Send back the whole listing untouched.

○ ○ ○ ○ ○ ○ ○

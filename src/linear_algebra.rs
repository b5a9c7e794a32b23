//! Linear algebra over GF(2) for the decoder's elimination fallback.
//!
//! Each row is one encoded block reduced against the already resolved
//! source blocks: a bit per still unknown source index plus the XOR payload
//! on the right-hand side. Gauss-Jordan elimination recovers every unknown
//! the system pins down, even when no row has degree one.

use crate::block::xor_into;
use std::collections::{BTreeSet, HashMap};

const WORD_BITS: usize = 64;

/// Augmented matrix over GF(2): bit-packed coefficient rows and payloads
#[derive(Debug, Clone)]
pub struct BinaryMatrix {
    /// Source index for every column
    columns: Vec<usize>,
    /// Coefficient rows, `words` u64s each
    rows: Vec<Vec<u64>>,
    /// Right-hand side payload for every row
    payloads: Vec<Vec<u8>>,
    words: usize,
}

impl BinaryMatrix {
    /// Build the system from `(unknown indices, payload)` equations
    pub fn from_equations<'a, I>(equations: I) -> Self
    where
        I: IntoIterator<Item = (&'a BTreeSet<usize>, &'a [u8])>,
    {
        let equations: Vec<_> = equations.into_iter().collect();
        let columns: Vec<usize> = equations
            .iter()
            .flat_map(|(unknowns, _)| unknowns.iter().copied())
            .collect::<BTreeSet<_>>()
            .into_iter()
            .collect();
        let column_of: HashMap<usize, usize> =
            columns.iter().enumerate().map(|(c, &i)| (i, c)).collect();
        let words = columns.len().div_ceil(WORD_BITS).max(1);

        let mut rows = Vec::with_capacity(equations.len());
        let mut payloads = Vec::with_capacity(equations.len());
        for (unknowns, payload) in equations {
            let mut row = vec![0u64; words];
            for index in unknowns {
                let col = column_of[index];
                row[col / WORD_BITS] |= 1 << (col % WORD_BITS);
            }
            rows.push(row);
            payloads.push(payload.to_vec());
        }

        Self {
            columns,
            rows,
            payloads,
            words,
        }
    }

    pub fn rows(&self) -> usize {
        self.rows.len()
    }

    pub fn cols(&self) -> usize {
        self.columns.len()
    }

    fn bit(&self, row: usize, col: usize) -> bool {
        self.rows[row][col / WORD_BITS] & (1 << (col % WORD_BITS)) != 0
    }

    /// XOR row `src` into row `dst`, coefficients and payload alike
    fn add_row(&mut self, src: usize, dst: usize) {
        for w in 0..self.words {
            let word = self.rows[src][w];
            self.rows[dst][w] ^= word;
        }
        let payload = std::mem::take(&mut self.payloads[src]);
        xor_into(&mut self.payloads[dst], &payload);
        self.payloads[src] = payload;
    }

    /// Reduce to reduced row echelon form, returning the number of pivots
    pub fn gaussian_elimination(&mut self) -> usize {
        let mut pivot_row = 0;

        for col in 0..self.cols() {
            if pivot_row == self.rows() {
                break;
            }

            let Some(found) = (pivot_row..self.rows()).find(|&r| self.bit(r, col)) else {
                continue;
            };
            self.rows.swap(found, pivot_row);
            self.payloads.swap(found, pivot_row);

            for r in 0..self.rows() {
                if r != pivot_row && self.bit(r, col) {
                    self.add_row(pivot_row, r);
                }
            }
            pivot_row += 1;
        }

        pivot_row
    }

    /// Run elimination and return every source index it determines
    pub fn solve(self) -> Vec<(usize, Vec<u8>)> {
        self.solve_ranked().1
    }

    /// Like [`BinaryMatrix::solve`], also returning the rank of the system
    pub fn solve_ranked(mut self) -> (usize, Vec<(usize, Vec<u8>)>) {
        let rank = self.gaussian_elimination();
        let mut solved = Vec::new();

        for r in 0..rank {
            let ones: u32 = self.rows[r].iter().map(|w| w.count_ones()).sum();
            if ones != 1 {
                continue;
            }
            let Some(col) = (0..self.cols()).find(|&c| self.bit(r, c)) else {
                continue;
            };
            solved.push((self.columns[col], std::mem::take(&mut self.payloads[r])));
        }

        (rank, solved)
    }
}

○ ○ ○ ○ ○ ○ ○

● Exercise result
filename src/linear_algebra.rs
repository b5a9c7e794a32b23
//! Linear algebra over GF(2) for the decoder's elimination fallback.
//!
//! Each row is one encoded block reduced against the already resolved
//! source blocks: a bit per still unknown source index plus the XOR payload
//! on the right-hand side. Gauss-Jordan elimination recovers every unknown
//! the system pins down, even when no row has degree one.

use crate::block::xor_into;
use std::collections::{BTreeSet, HashMap};

const WORD_BITS: usize = 64;

/// Augmented matrix over GF(2): bit-packed coefficient rows and payloads
#[derive(Debug, Clone)]
pub struct BinaryMatrix {
    /// Source index for every column
    columns: Vec<usize>,
    /// Coefficient rows, `words` u64s each
    rows: Vec<Vec<u64>>,
    /// Right-hand side payload for every row
    payloads: Vec<Vec<u8>>,
    words: usize,
}

impl BinaryMatrix {
    /// Build the system from `(unknown indices, payload)` equations
    pub fn from_equations<'a, I>(equations: I) -> Self
    where
        I: IntoIterator<Item = (&'a BTreeSet<usize>, &'a [u8])>,
    {
        let equations: Vec<_> = equations.into_iter().collect();
        let columns: Vec<usize> = equations
            .iter()
            .flat_map(|(unknowns, _)| unknowns.iter().copied())
            .collect::<BTreeSet<_>>()
            .into_iter()
            .collect();
        let column_of: HashMap<usize, usize> =
            columns.iter().enumerate().map(|(c, &i)| (i, c)).collect();
        let words = columns.len().div_ceil(WORD_BITS).max(1);

        let mut rows = Vec::with_capacity(equations.len());
        let mut payloads = Vec::with_capacity(equations.len());
        for (unknowns, payload) in equations {
            let mut row = vec![0u64; words];
            for index in unknowns {
                let col = column_of[index];
                row[col / WORD_BITS] |= 1 << (col % WORD_BITS);
            }
            rows.push(row);
            payloads.push(payload.to_vec());
        }

        Self {
            columns,
            rows,
            payloads,
            words,
        }
    }

    pub fn rows(&self) -> usize {
        self.rows.len()
    }

    pub fn cols(&self) -> usize {
        self.columns.len()
    }

    fn bit(&self, row: usize, col: usize) -> bool {
        self.rows[row][col / WORD_BITS] & (1 << (col % WORD_BITS)) != 0
    }

    /// XOR row `src` into row `dst`, coefficients and payload alike
    fn add_row(&mut self, src: usize, dst: usize) {
        for w in 0..self.words {
            let word = self.rows[src][w];
            self.rows[dst][w] ^= word;
        }
        let payload = std::mem::take(&mut self.payloads[src]);
        xor_into(&mut self.payloads[dst], &payload);
        self.payloads[src] = payload;
    }

    /// Reduce to reduced row echelon form, returning the number of pivots
    pub fn gaussian_elimination(&mut self) -> usize {
        let mut pivot_row = 0;

        for col in 0..self.cols() {
            if pivot_row == self.rows() {
                break;
            }

            let Some(found) = (pivot_row..self.rows()).find(|&r| self.bit(r, col)) else {
                continue;
            };
            self.rows.swap(found, pivot_row);
            self.payloads.swap(found, pivot_row);

            for r in 0..self.rows() {
                if r != pivot_row && self.bit(r, col) {
                    self.add_row(pivot_row, r);
                }
            }
            pivot_row += 1;
        }

        pivot_row
    }

    /// Run elimination and return every source index it determines
    pub fn solve(self) -> Vec<(usize, Vec<u8>)> {
        self.solve_ranked().1
    }

    /// Like [`BinaryMatrix::solve`], also returning the rank of the system
    pub fn solve_ranked(mut self) -> (usize, Vec<(usize, Vec<u8>)>) {
        let rank = self.gaussian_elimination();
        let mut solved = Vec::new();

        for r in 0..rank {
            let ones: u32 = self.rows[r].iter().map(|w| w.count_ones()).sum();
            if ones != 1 {
                continue;
            }
            let Some(col) = (0..self.cols()).find(|&c| self.bit(r, c)) else {
                continue;
            };
            solved.push((self.columns[col], std::mem::take(&mut self.payloads[r])));
        }

        (rank, solved)
    }
}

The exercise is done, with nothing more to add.